[Records from a collection]
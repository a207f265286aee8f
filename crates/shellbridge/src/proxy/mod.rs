//! Unix-socket tool proxy.
//!
//! The interactive instance that owns the session listens on a local socket
//! so a detached client (the MCP bridge) can drive the same shell.
//!
//! ## Overview
//!
//! The proxy uses newline-delimited JSON: one `{id, method, params}` request
//! per line, answered in order with `{id, result}` or `{id, error}`. Only one
//! client is served at a time; a new connection evicts the previous one.
//!
//! The server remembers the identity of the socket file it bound. If another
//! instance later binds the same path, the first one notices on its next
//! poll, drops its client and goes quiet instead of fighting for the path.
//!
//! ## Socket Path
//!
//! - Primary: `$XDG_RUNTIME_DIR/shellbridge/proxy.sock`
//! - Fallback: `/tmp/shellbridge-$UID/proxy.sock`
//!
//! ## Example
//!
//! ```rust,no_run
//! use std::sync::Arc;
//! use shellbridge::proxy::{default_socket_path, ProxyClient, ProxyServer, ServerOptions};
//! use shellbridge::proxy::dispatch::SessionToolHandler;
//! use shellbridge::session::SessionManager;
//!
//! # async fn example() -> Result<(), Box<dyn std::error::Error>> {
//! let manager = Arc::new(SessionManager::new("/tmp/recordings"));
//! let path = default_socket_path();
//! let server = ProxyServer::bind(
//!     &path,
//!     Arc::new(SessionToolHandler::new(manager)),
//!     ServerOptions::default(),
//! )
//! .await?;
//!
//! let mut client = ProxyClient::connect(&path).await?;
//! client.type_text("ls", true).await?;
//! println!("{}", client.get_content(true).await?);
//!
//! server.close().await;
//! # Ok(())
//! # }
//! ```

mod client;
pub mod dispatch;
pub mod ownership;
mod server;

pub use client::ProxyClient;
pub use dispatch::{DispatchError, RequestHandler, SessionToolHandler};
pub use ownership::{probe, Ownership, OwnershipToken, SocketProbe};
pub use server::{ProxyServer, ServerOptions};

use std::io;
use std::path::{Path, PathBuf};

use shellbridge_protocol::ProtocolError;
use thiserror::Error;

/// Errors that can occur talking to the proxy socket.
#[derive(Debug, Error)]
pub enum ProxyError {
    /// An I/O error occurred.
    #[error("I/O error: {0}")]
    Io(#[from] io::Error),

    /// A JSON serialization/deserialization error occurred.
    #[error("JSON error: {0}")]
    Json(#[from] serde_json::Error),

    /// The peer sent something that is not a valid envelope.
    #[error(transparent)]
    Protocol(#[from] ProtocolError),

    /// Nothing is listening on the socket.
    #[error("no terminal session available at {}", path.display())]
    NoSession {
        /// Socket path that was tried.
        path: PathBuf,
    },

    /// The server answered with an error envelope.
    #[error("{message}")]
    Remote {
        /// Message from the server.
        message: String,
    },

    /// Writing the request failed, so the server never saw it.
    #[error("request not delivered: {0}")]
    Undelivered(#[source] io::Error),

    /// The server did not answer in time.
    #[error("operation timed out")]
    Timeout,

    /// The server closed the connection.
    #[error("connection closed by server")]
    Closed,
}

impl ProxyError {
    /// Whether the connection is gone.
    pub fn is_disconnect(&self) -> bool {
        match self {
            ProxyError::Closed | ProxyError::Undelivered(_) | ProxyError::NoSession { .. } => true,
            ProxyError::Io(e) => matches!(
                e.kind(),
                io::ErrorKind::BrokenPipe
                    | io::ErrorKind::ConnectionReset
                    | io::ErrorKind::ConnectionAborted
                    | io::ErrorKind::UnexpectedEof
                    | io::ErrorKind::NotConnected
            ),
            _ => false,
        }
    }

    /// Whether the request certainly never reached the server, so sending it
    /// again cannot run it twice.
    pub fn is_undelivered(&self) -> bool {
        matches!(
            self,
            ProxyError::Undelivered(_) | ProxyError::NoSession { .. }
        )
    }

    /// Map a connect failure, turning "nobody is listening" into `NoSession`.
    pub(crate) fn from_connect(path: &Path, err: io::Error) -> Self {
        match err.kind() {
            io::ErrorKind::NotFound | io::ErrorKind::ConnectionRefused => ProxyError::NoSession {
                path: path.to_path_buf(),
            },
            _ => ProxyError::Io(err),
        }
    }
}

/// Get the socket path for the tool proxy.
///
/// 1. If `$XDG_RUNTIME_DIR` is set: `$XDG_RUNTIME_DIR/shellbridge/proxy.sock`
/// 2. Otherwise: `/tmp/shellbridge-$UID/proxy.sock`
pub fn default_socket_path() -> PathBuf {
    match std::env::var("XDG_RUNTIME_DIR") {
        Ok(runtime_dir) if !runtime_dir.is_empty() => PathBuf::from(runtime_dir)
            .join("shellbridge")
            .join("proxy.sock"),
        _ => {
            let uid = nix::unistd::getuid();
            PathBuf::from(format!("/tmp/shellbridge-{uid}")).join("proxy.sock")
        }
    }
}

#[cfg(test)]
mod tests {
    use super::*;
    use serial_test::serial;

    fn with_runtime_dir<F: FnOnce()>(value: Option<&str>, f: F) {
        let original = std::env::var("XDG_RUNTIME_DIR").ok();
        // SAFETY: serialized with other env-mutating tests
        unsafe {
            match value {
                Some(v) => std::env::set_var("XDG_RUNTIME_DIR", v),
                None => std::env::remove_var("XDG_RUNTIME_DIR"),
            }
        }
        f();
        // SAFETY: serialized with other env-mutating tests
        unsafe {
            match original {
                Some(v) => std::env::set_var("XDG_RUNTIME_DIR", v),
                None => std::env::remove_var("XDG_RUNTIME_DIR"),
            }
        }
    }

    #[test]
    #[serial]
    fn test_socket_path_with_xdg_runtime_dir() {
        with_runtime_dir(Some("/run/user/1000"), || {
            assert_eq!(
                default_socket_path(),
                PathBuf::from("/run/user/1000/shellbridge/proxy.sock")
            );
        });
    }

    #[test]
    #[serial]
    fn test_socket_path_without_xdg_runtime_dir() {
        with_runtime_dir(None, || {
            let path = default_socket_path();
            let text = path.to_str().unwrap();
            assert!(text.starts_with("/tmp/shellbridge-"));
            assert!(text.ends_with("/proxy.sock"));
        });
    }

    #[test]
    fn test_connect_errors_map_to_no_session() {
        let path = Path::new("/tmp/nowhere.sock");
        let err = ProxyError::from_connect(path, io::Error::from(io::ErrorKind::NotFound));
        assert!(matches!(err, ProxyError::NoSession { .. }));
        assert!(err.to_string().contains("no terminal session available"));

        let err = ProxyError::from_connect(path, io::Error::from(io::ErrorKind::PermissionDenied));
        assert!(matches!(err, ProxyError::Io(_)));
    }
}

Problem details: Every record must be written out again without any change.

Expected output:
repository a207f265286aee8f
filename crates/shellbridge/src/proxy/mod.rs
//! Unix-socket tool proxy.
//!
//! The interactive instance that owns the session listens on a local socket
//! so a detached client (the MCP bridge) can drive the same shell.
//!
//! ## Overview
//!
//! The proxy uses newline-delimited JSON: one `{id, method, params}` request
//! per line, answered in order with `{id, result}` or `{id, error}`. Only one
//! client is served at a time; a new connection evicts the previous one.
//!
//! The server remembers the identity of the socket file it bound. If another
//! instance later binds the same path, the first one notices on its next
//! poll, drops its client and goes quiet instead of fighting for the path.
//!
//! ## Socket Path
//!
//! - Primary: `$XDG_RUNTIME_DIR/shellbridge/proxy.sock`
//! - Fallback: `/tmp/shellbridge-$UID/proxy.sock`
//!
//! ## Example
//!
//! ```rust,no_run
//! use std::sync::Arc;
//! use shellbridge::proxy::{default_socket_path, ProxyClient, ProxyServer, ServerOptions};
//! use shellbridge::proxy::dispatch::SessionToolHandler;
//! use shellbridge::session::SessionManager;
//!
//! # async fn example() -> Result<(), Box<dyn std::error::Error>> {
//! let manager = Arc::new(SessionManager::new("/tmp/recordings"));
//! let path = default_socket_path();
//! let server = ProxyServer::bind(
//!     &path,
//!     Arc::new(SessionToolHandler::new(manager)),
//!     ServerOptions::default(),
//! )
//! .await?;
//!
//! let mut client = ProxyClient::connect(&path).await?;
//! client.type_text("ls", true).await?;
//! println!("{}", client.get_content(true).await?);
//!
//! server.close().await;
//! # Ok(())
//! # }
//! ```

mod client;
pub mod dispatch;
pub mod ownership;
mod server;

pub use client::ProxyClient;
pub use dispatch::{DispatchError, RequestHandler, SessionToolHandler};
pub use ownership::{probe, Ownership, OwnershipToken, SocketProbe};
pub use server::{ProxyServer, ServerOptions};

use std::io;
use std::path::{Path, PathBuf};

use shellbridge_protocol::ProtocolError;
use thiserror::Error;

/// Errors that can occur talking to the proxy socket.
#[derive(Debug, Error)]
pub enum ProxyError {
    /// An I/O error occurred.
    #[error("I/O error: {0}")]
    Io(#[from] io::Error),

    /// A JSON serialization/deserialization error occurred.
    #[error("JSON error: {0}")]
    Json(#[from] serde_json::Error),

    /// The peer sent something that is not a valid envelope.
    #[error(transparent)]
    Protocol(#[from] ProtocolError),

    /// Nothing is listening on the socket.
    #[error("no terminal session available at {}", path.display())]
    NoSession {
        /// Socket path that was tried.
        path: PathBuf,
    },

    /// The server answered with an error envelope.
    #[error("{message}")]
    Remote {
        /// Message from the server.
        message: String,
    },

    /// Writing the request failed, so the server never saw it.
    #[error("request not delivered: {0}")]
    Undelivered(#[source] io::Error),

    /// The server did not answer in time.
    #[error("operation timed out")]
    Timeout,

    /// The server closed the connection.
    #[error("connection closed by server")]
    Closed,
}

impl ProxyError {
    /// Whether the connection is gone.
    pub fn is_disconnect(&self) -> bool {
        match self {
            ProxyError::Closed | ProxyError::Undelivered(_) | ProxyError::NoSession { .. } => true,
            ProxyError::Io(e) => matches!(
                e.kind(),
                io::ErrorKind::BrokenPipe
                    | io::ErrorKind::ConnectionReset
                    | io::ErrorKind::ConnectionAborted
                    | io::ErrorKind::UnexpectedEof
                    | io::ErrorKind::NotConnected
            ),
            _ => false,
        }
    }

    /// Whether the request certainly never reached the server, so sending it
    /// again cannot run it twice.
    pub fn is_undelivered(&self) -> bool {
        matches!(
            self,
            ProxyError::Undelivered(_) | ProxyError::NoSession { .. }
        )
    }

    /// Map a connect failure, turning "nobody is listening" into `NoSession`.
    pub(crate) fn from_connect(path: &Path, err: io::Error) -> Self {
        match err.kind() {
            io::ErrorKind::NotFound | io::ErrorKind::ConnectionRefused => ProxyError::NoSession {
                path: path.to_path_buf(),
            },
            _ => ProxyError::Io(err),
        }
    }
}

/// Get the socket path for the tool proxy.
///
/// 1. If `$XDG_RUNTIME_DIR` is set: `$XDG_RUNTIME_DIR/shellbridge/proxy.sock`
/// 2. Otherwise: `/tmp/shellbridge-$UID/proxy.sock`
pub fn default_socket_path() -> PathBuf {
    match std::env::var("XDG_RUNTIME_DIR") {
        Ok(runtime_dir) if !runtime_dir.is_empty() => PathBuf::from(runtime_dir)
            .join("shellbridge")
            .join("proxy.sock"),
        _ => {
            let uid = nix::unistd::getuid();
            PathBuf::from(format!("/tmp/shellbridge-{uid}")).join("proxy.sock")
        }
    }
}

#[cfg(test)]
mod tests {
    use super::*;
    use serial_test::serial;

    fn with_runtime_dir<F: FnOnce()>(value: Option<&str>, f: F) {
        let original = std::env::var("XDG_RUNTIME_DIR").ok();
        // SAFETY: serialized with other env-mutating tests
        unsafe {
            match value {
                Some(v) => std::env::set_var("XDG_RUNTIME_DIR", v),
                None => std::env::remove_var("XDG_RUNTIME_DIR"),
            }
        }
        f();
        // SAFETY: serialized with other env-mutating tests
        unsafe {
            match original {
                Some(v) => std::env::set_var("XDG_RUNTIME_DIR", v),
                None => std::env::remove_var("XDG_RUNTIME_DIR"),
            }
        }
    }

    #[test]
    #[serial]
    fn test_socket_path_with_xdg_runtime_dir() {
        with_runtime_dir(Some("/run/user/1000"), || {
            assert_eq!(
                default_socket_path(),
                PathBuf::from("/run/user/1000/shellbridge/proxy.sock")
            );
        });
    }

    #[test]
    #[serial]
    fn test_socket_path_without_xdg_runtime_dir() {
        with_runtime_dir(None, || {
            let path = default_socket_path();
            let text = path.to_str().unwrap();
            assert!(text.starts_with("/tmp/shellbridge-"));
            assert!(text.ends_with("/proxy.sock"));
        });
    }

    #[test]
    fn test_connect_errors_map_to_no_session() {
        let path = Path::new("/tmp/nowhere.sock");
        let err = ProxyError::from_connect(path, io::Error::from(io::ErrorKind::NotFound));
        assert!(matches!(err, ProxyError::NoSession { .. }));
        assert!(err.to_string().contains("no terminal session available"));

        let err = ProxyError::from_connect(path, io::Error::from(io::ErrorKind::PermissionDenied));
        assert!(matches!(err, ProxyError::Io(_)));
    }
}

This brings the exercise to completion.